第615回:異次元のパフォーマンス! 筑波で「メガーヌR.S.トロフィーR」の実力に触れる
2020.03.14 エディターから一言![]() |
FF車世界最速の称号を持つ、ルノーの高性能ハッチバック「メガーヌR.S.トロフィーR」。国内屈指の名コース、筑波サーキットをどれほどのペースで駆け抜けることができるのか? タイムアタックの模様をリポートする。
![]() |
![]() |
![]() |
もはやスーパーカー級
2019年4月にドイツ・ニュルブルクリンク北コースにおけるレコードタイムを塗り替えたメガーヌR.S.トロフィーRはその後も、世界の名だたるサーキットでタイムアタックするプロモーションを展開してきた。そこにはわが国の鈴鹿サーキットも含まれており、その模様は『webCG』でもリポートしている。

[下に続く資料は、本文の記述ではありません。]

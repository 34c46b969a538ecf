//! ID resolver module
//!
//! Handles resolution of job ID prefixes to full UUIDs by querying the API.
//! This allows users to specify short, unambiguous prefixes instead of full UUIDs.

use anyhow::{Context, Result, anyhow};
use croft_client::OrchestratorClient;
use uuid::Uuid;

use crate::types::IdOrPrefix;

/// Resolve a job ID or prefix to a full UUID
///
/// If the input is already a full UUID, returns it immediately.
/// Otherwise, lists recent jobs and finds the one matching the prefix.
///
/// # Errors
/// Returns an error if:
/// - No job matches the prefix
/// - Multiple jobs match the prefix (ambiguous)
/// - API call fails
pub async fn resolve_job_id(
    client: &OrchestratorClient,
    id_or_prefix: &IdOrPrefix,
) -> Result<Uuid> {
    let prefix = match id_or_prefix {
        IdOrPrefix::Full(uuid) => return Ok(*uuid),
        IdOrPrefix::Prefix(prefix) => prefix,
    };

    let jobs = client
        .list_jobs(None)
        .await
        .context("Failed to fetch jobs for ID resolution")?;

    match_prefix(jobs.iter().map(|j| j.id), prefix)
}

fn match_prefix(ids: impl Iterator<Item = Uuid>, prefix: &str) -> Result<Uuid> {
    let matches: Vec<Uuid> = ids.filter(|id| id.to_string().starts_with(prefix)).collect();

    match matches.as_slice() {
        [] => Err(anyhow!("No job found with ID starting with '{}'", prefix)),
        [id] => Ok(*id),
        _ => {
            let ids: Vec<String> = matches.iter().map(|id| id.to_string()).collect();
            Err(anyhow!(
                "Ambiguous prefix '{}' matches multiple jobs: {}",
                prefix,
                ids.join(", ")
            ))
        }
    }
}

そんな“市販FF車最速”のトロフィーRが、2020年2月18日、筑波サーキットのコース2000でタイムアタックを敢行した。ただ、上記の鈴鹿アタックは本国ルノー・スポールによるものだったのに対して、今回はルノー・ジャポン独自のもので、乗り手はwebCGでもおなじみの日本人レーシングドライバー、谷口信輝選手である。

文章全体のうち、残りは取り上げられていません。